** DATA RECORDS **
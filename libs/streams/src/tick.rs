//! Tick: paces pulls on a source
//!
//! Fires once at start, then re-arms itself with a single-shot timer using
//! the current interval. Only a firing arms the next timer, so one chain is
//! live at a time and an interval change applies from the firing after the
//! pending one.

use crate::messages::{TickStats, PULL, SET_TICK_TIME, TICK, TICK_STATS};
use pulse_actors::{
    async_trait, empty, payload, Actor, ActorContext, ActorError, ActorRef, ActorSystem,
    Behavior, DomainHandle, HandlerTable, Message, MessageKind, Payload, Result,
};
use pulse_config::StreamSettings;
use std::time::Duration;
use tracing::{debug, info};

/// Timer firing
const ARMED: MessageKind = MessageKind::new("stream.tick.armed");

pub struct Tick {
    source: ActorRef,
    interval: Duration,
    limit: Option<u64>,
    fired: u64,
    manual: u64,
}

impl Tick {
    pub fn builder() -> TickBuilder {
        TickBuilder {
            source: None,
            interval: None,
            limit: None,
            settings: StreamSettings::default(),
            name: None,
            domain: None,
        }
    }

    fn stats(&self) -> TickStats {
        TickStats {
            interval: self.interval,
            fired: self.fired,
            manual: self.manual,
        }
    }

    fn exhausted(&self) -> bool {
        self.limit.is_some_and(|limit| self.fired >= limit)
    }

    fn arm(&self, delay: Duration, ctx: &ActorContext) {
        ctx.schedule_once(delay, Message::signal(ARMED));
    }

    /// Pull the source; a source that refuses the pull ends the tick
    async fn pull_source(&mut self, ctx: &ActorContext) -> bool {
        match ctx.tell(&self.source, Message::signal(PULL)).await {
            Ok(()) => true,
            Err(e) => {
                info!(tick = %ctx.name(), source = %self.source.name(), error = %e, "Source gone, tick stopping");
                ctx.stop_self();
                false
            }
        }
    }

    async fn on_armed(&mut self, ctx: &ActorContext) -> Result<Payload> {
        if self.exhausted() {
            return Ok(empty());
        }

        self.fired += 1;
        if !self.pull_source(ctx).await {
            return Ok(empty());
        }
        if self.exhausted() {
            debug!(tick = %ctx.name(), fired = self.fired, "Firing limit reached");
        } else {
            self.arm(self.interval, ctx);
        }
        Ok(empty())
    }

    async fn on_tick(&mut self, ctx: &ActorContext) -> Result<Payload> {
        self.manual += 1;
        self.pull_source(ctx).await;
        Ok(empty())
    }

    async fn on_set_tick_time(&mut self, msg: Message, ctx: &ActorContext) -> Result<Payload> {
        let interval = *msg.payload_as::<Duration>()?;
        if interval == self.interval {
            return Ok(empty());
        }
        debug!(
            tick = %ctx.name(),
            from_ms = self.interval.as_millis() as u64,
            to_ms = interval.as_millis() as u64,
            "Tick interval changed"
        );
        self.interval = interval;
        Ok(empty())
    }
}

#[async_trait]
impl Behavior for Tick {
    fn register_handlers(&self, handlers: &mut HandlerTable<Self>) {
        handlers
            .register(ARMED, |tick, _msg, ctx| Box::pin(tick.on_armed(ctx)))
            .register(TICK, |tick, _msg, ctx| Box::pin(tick.on_tick(ctx)))
            .register(SET_TICK_TIME, |tick, msg, ctx| Box::pin(tick.on_set_tick_time(msg, ctx)))
            .register(TICK_STATS, |tick, _msg, _ctx| {
                let stats = tick.stats();
                Box::pin(async move { Ok(payload(stats)) })
            });
    }

    async fn pre_start(&mut self, ctx: &ActorContext) -> Result<()> {
        info!(
            tick = %ctx.name(),
            source = %self.source.name(),
            interval_ms = self.interval.as_millis() as u64,
            limit = ?self.limit,
            "Tick started"
        );
        if self.limit != Some(0) {
            self.arm(Duration::ZERO, ctx);
        }
        Ok(())
    }
}

pub struct TickBuilder {
    source: Option<ActorRef>,
    interval: Option<Duration>,
    limit: Option<u64>,
    settings: StreamSettings,
    name: Option<String>,
    domain: Option<DomainHandle>,
}

impl TickBuilder {
    /// Actor pulled on every firing
    pub fn source(mut self, source: ActorRef) -> Self {
        self.source = Some(source);
        self
    }

    pub fn interval(mut self, interval: Duration) -> Self {
        self.interval = Some(interval);
        self
    }

    /// Stop re-arming after `firings` timer firings
    pub fn limit(mut self, firings: u64) -> Self {
        self.limit = Some(firings);
        self
    }

    /// Defaults for options not set explicitly
    pub fn settings(mut self, settings: &StreamSettings) -> Self {
        self.settings = settings.clone();
        self
    }

    pub fn name(mut self, name: impl Into<String>) -> Self {
        self.name = Some(name.into());
        self
    }

    pub fn domain(mut self, domain: DomainHandle) -> Self {
        self.domain = Some(domain);
        self
    }

    pub fn build(self) -> Result<Tick> {
        let source = self
            .source
            .ok_or_else(|| ActorError::configuration_missing("Tick", "source"))?;
        Ok(Tick {
            source,
            interval: self.interval.unwrap_or_else(|| self.settings.tick_interval()),
            limit: self.limit,
            fired: 0,
            manual: 0,
        })
    }

    pub fn spawn(self, system: &ActorSystem) -> Result<Actor<Tick>> {
        let name = self.name.clone();
        let domain = self.domain.clone();
        let tick = self.build()?;

        let mut builder = system.actor_of(tick);
        if let Some(name) = name {
            builder = builder.name(name);
        }
        if let Some(domain) = domain {
            builder = builder.domain(domain);
        }
        builder.spawn()
    }
}

/// Current interval and firing counts of a running tick
pub async fn tick_stats(tick: &ActorRef) -> Result<TickStats> {
    tick.ask_as(Message::query(TICK_STATS, ())).await
}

** EXERCISE **
Exactly as given, set down all of the lines above.

** ANSWER FOR THE TASK **
filename libs/streams/src/tick.rs
//! Tick: paces pulls on a source
//!
//! Fires once at start, then re-arms itself with a single-shot timer using
//! the current interval. Only a firing arms the next timer, so one chain is
//! live at a time and an interval change applies from the firing after the
//! pending one.

use crate::messages::{TickStats, PULL, SET_TICK_TIME, TICK, TICK_STATS};
use pulse_actors::{
    async_trait, empty, payload, Actor, ActorContext, ActorError, ActorRef, ActorSystem,
    Behavior, DomainHandle, HandlerTable, Message, MessageKind, Payload, Result,
};
use pulse_config::StreamSettings;
use std::time::Duration;
use tracing::{debug, info};

/// Timer firing
const ARMED: MessageKind = MessageKind::new("stream.tick.armed");

pub struct Tick {
    source: ActorRef,
    interval: Duration,
    limit: Option<u64>,
    fired: u64,
    manual: u64,
}

impl Tick {
    pub fn builder() -> TickBuilder {
        TickBuilder {
            source: None,
            interval: None,
            limit: None,
            settings: StreamSettings::default(),
            name: None,
            domain: None,
        }
    }

    fn stats(&self) -> TickStats {
        TickStats {
            interval: self.interval,
            fired: self.fired,
            manual: self.manual,
        }
    }

    fn exhausted(&self) -> bool {
        self.limit.is_some_and(|limit| self.fired >= limit)
    }

    fn arm(&self, delay: Duration, ctx: &ActorContext) {
        ctx.schedule_once(delay, Message::signal(ARMED));
    }

    /// Pull the source; a source that refuses the pull ends the tick
    async fn pull_source(&mut self, ctx: &ActorContext) -> bool {
        match ctx.tell(&self.source, Message::signal(PULL)).await {
            Ok(()) => true,
            Err(e) => {
                info!(tick = %ctx.name(), source = %self.source.name(), error = %e, "Source gone, tick stopping");
                ctx.stop_self();
                false
            }
        }
    }

    async fn on_armed(&mut self, ctx: &ActorContext) -> Result<Payload> {
        if self.exhausted() {
            return Ok(empty());
        }

        self.fired += 1;
        if !self.pull_source(ctx).await {
            return Ok(empty());
        }
        if self.exhausted() {
            debug!(tick = %ctx.name(), fired = self.fired, "Firing limit reached");
        } else {
            self.arm(self.interval, ctx);
        }
        Ok(empty())
    }

    async fn on_tick(&mut self, ctx: &ActorContext) -> Result<Payload> {
        self.manual += 1;
        self.pull_source(ctx).await;
        Ok(empty())
    }

    async fn on_set_tick_time(&mut self, msg: Message, ctx: &ActorContext) -> Result<Payload> {
        let interval = *msg.payload_as::<Duration>()?;
        if interval == self.interval {
            return Ok(empty());
        }
        debug!(
            tick = %ctx.name(),
            from_ms = self.interval.as_millis() as u64,
            to_ms = interval.as_millis() as u64,
            "Tick interval changed"
        );
        self.interval = interval;
        Ok(empty())
    }
}

#[async_trait]
impl Behavior for Tick {
    fn register_handlers(&self, handlers: &mut HandlerTable<Self>) {
        handlers
            .register(ARMED, |tick, _msg, ctx| Box::pin(tick.on_armed(ctx)))
            .register(TICK, |tick, _msg, ctx| Box::pin(tick.on_tick(ctx)))
            .register(SET_TICK_TIME, |tick, msg, ctx| Box::pin(tick.on_set_tick_time(msg, ctx)))
            .register(TICK_STATS, |tick, _msg, _ctx| {
                let stats = tick.stats();
                Box::pin(async move { Ok(payload(stats)) })
            });
    }

    async fn pre_start(&mut self, ctx: &ActorContext) -> Result<()> {
        info!(
            tick = %ctx.name(),
            source = %self.source.name(),
            interval_ms = self.interval.as_millis() as u64,
            limit = ?self.limit,
            "Tick started"
        );
        if self.limit != Some(0) {
            self.arm(Duration::ZERO, ctx);
        }
        Ok(())
    }
}

pub struct TickBuilder {
    source: Option<ActorRef>,
    interval: Option<Duration>,
    limit: Option<u64>,
    settings: StreamSettings,
    name: Option<String>,
    domain: Option<DomainHandle>,
}

impl TickBuilder {
    /// Actor pulled on every firing
    pub fn source(mut self, source: ActorRef) -> Self {
        self.source = Some(source);
        self
    }

    pub fn interval(mut self, interval: Duration) -> Self {
        self.interval = Some(interval);
        self
    }

    /// Stop re-arming after `firings` timer firings
    pub fn limit(mut self, firings: u64) -> Self {
        self.limit = Some(firings);
        self
    }

    /// Defaults for options not set explicitly
    pub fn settings(mut self, settings: &StreamSettings) -> Self {
        self.settings = settings.clone();
        self
    }

    pub fn name(mut self, name: impl Into<String>) -> Self {
        self.name = Some(name.into());
        self
    }

    pub fn domain(mut self, domain: DomainHandle) -> Self {
        self.domain = Some(domain);
        self
    }

    pub fn build(self) -> Result<Tick> {
        let source = self
            .source
            .ok_or_else(|| ActorError::configuration_missing("Tick", "source"))?;
        Ok(Tick {
            source,
            interval: self.interval.unwrap_or_else(|| self.settings.tick_interval()),
            limit: self.limit,
            fired: 0,
            manual: 0,
        })
    }

    pub fn spawn(self, system: &ActorSystem) -> Result<Actor<Tick>> {
        let name = self.name.clone();
        let domain = self.domain.clone();
        let tick = self.build()?;

        let mut builder = system.actor_of(tick);
        if let Some(name) = name {
            builder = builder.name(name);
        }
        if let Some(domain) = domain {
            builder = builder.domain(domain);
        }
        builder.spawn()
    }
}

/// Current interval and firing counts of a running tick
pub async fn tick_stats(tick: &ActorRef) -> Result<TickStats> {
    tick.ask_as(Message::query(TICK_STATS, ())).await
}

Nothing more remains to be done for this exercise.